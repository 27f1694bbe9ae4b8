use core::str::FromStr;

use serde::{Deserialize, Deserializer, Serialize, Serializer};
use thiserror::Error;

/// Role tag used for RBAC.
///
/// The enum is the canonical form; the wire has two spellings (`ADMIN` and
/// `ROLE_ADMIN`) and both are normalized here, at the boundary. Nothing
/// outside this module compares role strings.
#[derive(Debug, Copy, Clone, PartialEq, Eq, Hash)]
pub enum Role {
    Admin,
    Hr,
    Manager,
    Employee,
}

impl Role {
    pub const ALL: [Role; 4] = [Role::Admin, Role::Hr, Role::Manager, Role::Employee];

    /// Bare wire spelling (`"ADMIN"`), as submitted by the login form.
    pub fn as_str(&self) -> &'static str {
        match self {
            Role::Admin => "ADMIN",
            Role::Hr => "HR",
            Role::Manager => "MANAGER",
            Role::Employee => "EMPLOYEE",
        }
    }

    /// Prefixed wire spelling (`"ROLE_ADMIN"`), as carried in server payloads.
    pub fn qualified(&self) -> &'static str {
        match self {
            Role::Admin => "ROLE_ADMIN",
            Role::Hr => "ROLE_HR",
            Role::Manager => "ROLE_MANAGER",
            Role::Employee => "ROLE_EMPLOYEE",
        }
    }
}

impl core::fmt::Display for Role {
    fn fmt(&self, f: &mut core::fmt::Formatter<'_>) -> core::fmt::Result {
        f.write_str(self.as_str())
    }
}

#[derive(Debug, Error, Clone, PartialEq, Eq)]
#[error("unknown role '{0}'")]
pub struct RoleParseError(String);

impl FromStr for Role {
    type Err = RoleParseError;

    fn from_str(s: &str) -> Result<Self, Self::Err> {
        let bare = s.strip_prefix("ROLE_").unwrap_or(s);
        match bare {
            "ADMIN" => Ok(Role::Admin),
            "HR" => Ok(Role::Hr),
            "MANAGER" => Ok(Role::Manager),
            "EMPLOYEE" => Ok(Role::Employee),
            _ => Err(RoleParseError(s.to_string())),
        }
    }
}

impl Serialize for Role {
    fn serialize<S: Serializer>(&self, serializer: S) -> Result<S::Ok, S::Error> {
        serializer.serialize_str(self.qualified())
    }
}

impl<'de> Deserialize<'de> for Role {
    fn deserialize<D: Deserializer<'de>>(deserializer: D) -> Result<Self, D::Error> {
        let s = String::deserialize(deserializer)?;
        s.parse().map_err(serde::de::Error::custom)
    }
}
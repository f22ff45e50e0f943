use crate::{
    dataset::Dataset,
    error::{ModelError, ModelResult},
    network::NetworkConfig,
    optimizer::Adam,
    robot::JointLimits,
    trainer::TrainingConfig,
};
use nrl_utils::{load_json, Properties};
use serde::{Deserialize, Serialize};
use std::{fmt::Display, path::PathBuf, str::FromStr};

#[derive(Serialize, Deserialize, Debug, Clone, PartialEq)]
#[serde(default)]
pub struct ModelConfig {
    pub modelpath: PathBuf,
    pub datapath: PathBuf,
    pub network: String,
    pub robot: String,
    pub shuffle: bool,
    pub retrain: bool,
    pub greedy: bool,
    pub epochs: usize,
    pub log_interval: usize,
    pub dsoft: f32,
    pub sigma: f32,
    pub alpha: f32,
    pub beta1: f32,
    pub beta2: f32,
    pub activejoints: Vec<usize>,
    pub nsamples: usize,
    pub d: Vec<usize>,
    pub z: Vec<usize>,
    pub t: Vec<f32>,
    pub w: Vec<f32>,
    pub w1: Vec<f32>,
    pub gen_time_thres: usize,
    pub seed: u64,
    pub noise: bool,
    pub jmin: Vec<f32>,
    pub jmax: Vec<f32>,
}

impl Default for ModelConfig {
    fn default() -> Self {
        Self {
            modelpath: PathBuf::from("model"),
            datapath: PathBuf::from("data"),
            network: "pvrnn".to_string(),
            robot: "generic".to_string(),
            shuffle: false,
            retrain: false,
            greedy: true,
            epochs: 1000,
            log_interval: 1,
            dsoft: 10.0,
            sigma: 0.2,
            alpha: 0.001,
            beta1: 0.9,
            beta2: 0.999,
            activejoints: Vec::new(),
            nsamples: 1,
            d: Vec::new(),
            z: Vec::new(),
            t: Vec::new(),
            w: Vec::new(),
            w1: Vec::new(),
            gen_time_thres: 3,
            seed: 0,
            noise: true,
            jmin: Vec::new(),
            jmax: Vec::new(),
        }
    }
}

fn invalid<E: Display>(key: &str) -> impl Fn(E) -> ModelError + '_ {
    move |e| ModelError::InvalidConfig {
        key: key.to_string(),
        reason: e.to_string(),
    }
}

fn scalar<T>(props: &Properties, key: &str, target: &mut T) -> ModelResult<()>
where
    T: FromStr,
    T::Err: Display,
{
    if let Some(value) = props.get::<T>(key).map_err(invalid(key))? {
        *target = value;
    }
    Ok(())
}

fn list<T>(props: &Properties, key: &str, target: &mut Vec<T>) -> ModelResult<()>
where
    T: FromStr,
    T::Err: Display,
{
    if let Some(values) = props.get_list::<T>(key).map_err(invalid(key))? {
        *target = values;
    }
    Ok(())
}

fn flag(props: &Properties, key: &str, target: &mut bool) -> ModelResult<()> {
    if let Some(value) = props.get_bool(key).map_err(invalid(key))? {
        *target = value;
    }
    Ok(())
}

impl ModelConfig {
    pub fn from_properties(props: &Properties) -> ModelResult<Self> {
        let mut c = Self::default();
        if let Some(path) = props.get_str("modelpath") {
            c.modelpath = PathBuf::from(path);
        }
        if let Some(path) = props.get_str("datapath") {
            c.datapath = PathBuf::from(path);
        }
        if let Some(network) = props.get_str("network") {
            c.network = network.to_string();
        }
        if let Some(robot) = props.get_str("robot") {
            c.robot = robot.to_string();
        }
        flag(props, "shuffle", &mut c.shuffle)?;
        flag(props, "retrain", &mut c.retrain)?;
        flag(props, "greedy", &mut c.greedy)?;
        flag(props, "noise", &mut c.noise)?;
        scalar(props, "epochs", &mut c.epochs)?;
        scalar(props, "log_interval", &mut c.log_interval)?;
        scalar(props, "dsoft", &mut c.dsoft)?;
        scalar(props, "sigma", &mut c.sigma)?;
        scalar(props, "alpha", &mut c.alpha)?;
        scalar(props, "beta1", &mut c.beta1)?;
        scalar(props, "beta2", &mut c.beta2)?;
        scalar(props, "nsamples", &mut c.nsamples)?;
        scalar(props, "gen_time_thres", &mut c.gen_time_thres)?;
        scalar(props, "seed", &mut c.seed)?;
        list(props, "activejoints", &mut c.activejoints)?;
        list(props, "d", &mut c.d)?;
        list(props, "z", &mut c.z)?;
        list(props, "t", &mut c.t)?;
        list(props, "w", &mut c.w)?;
        list(props, "w1", &mut c.w1)?;
        list(props, "jmin", &mut c.jmin)?;
        list(props, "jmax", &mut c.jmax)?;
        Ok(c)
    }

    /// `*.json` is read as json, anything else as a properties file.
    pub fn load(path: &str) -> ModelResult<Self> {
        if path.ends_with(".json") {
            load_json::<Self>(path).map_err(invalid(path))
        } else {
            let props = Properties::from_file(path).map_err(invalid(path))?;
            Self::from_properties(&props)
        }
    }

    pub fn network_config(&self) -> ModelResult<NetworkConfig> {
        if self.network.to_ascii_lowercase() != "pvrnn" {
            return Err(ModelError::InvalidConfig {
                key: "network".to_string(),
                reason: format!("unsupported network '{}'", self.network),
            });
        }
        Ok(NetworkConfig {
            d: self.d.clone(),
            z: self.z.clone(),
            tau: self.t.clone(),
            w: self.w.clone(),
            w1: self.w1.clone(),
            gen_time_thres: self.gen_time_thres,
            seed: self.seed,
            noise: self.noise,
        })
    }

    pub fn adam(&self) -> Adam {
        Adam::new(self.alpha, self.beta1, self.beta2)
    }

    pub fn training_config(&self) -> TrainingConfig {
        TrainingConfig {
            epochs: self.epochs,
            shuffle: self.shuffle,
            greedy: self.greedy,
            retrain: self.retrain,
            log_interval: self.log_interval.max(1),
            adam: self.adam(),
        }
    }

    pub fn joint_limits(&self) -> ModelResult<JointLimits> {
        JointLimits::by_name(&self.robot, &self.jmin, &self.jmax)
    }

    pub fn dataset(&self) -> ModelResult<Dataset> {
        Dataset::new(&self.joint_limits()?, &self.activejoints, self.dsoft, self.sigma)
    }
}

========================================================================

- WHAT YOU HAVE TO DO
A verbatim transcription is required: the first line of the listing, the line containing "pub const ALL: [Role;", and every line between them.

- ANSWER TO THE PROBLEM
repository 27f1694bbe9ae4b8
use core::str::FromStr;

use serde::{Deserialize, Deserializer, Serialize, Serializer};
use thiserror::Error;

/// Role tag used for RBAC.
///
/// The enum is the canonical form; the wire has two spellings (`ADMIN` and
/// `ROLE_ADMIN`) and both are normalized here, at the boundary. Nothing
/// outside this module compares role strings.
#[derive(Debug, Copy, Clone, PartialEq, Eq, Hash)]
pub enum Role {
    Admin,
    Hr,
    Manager,
    Employee,
}

impl Role {
    pub const ALL: [Role; 4] = [Role::Admin, Role::Hr, Role::Manager, Role::Employee];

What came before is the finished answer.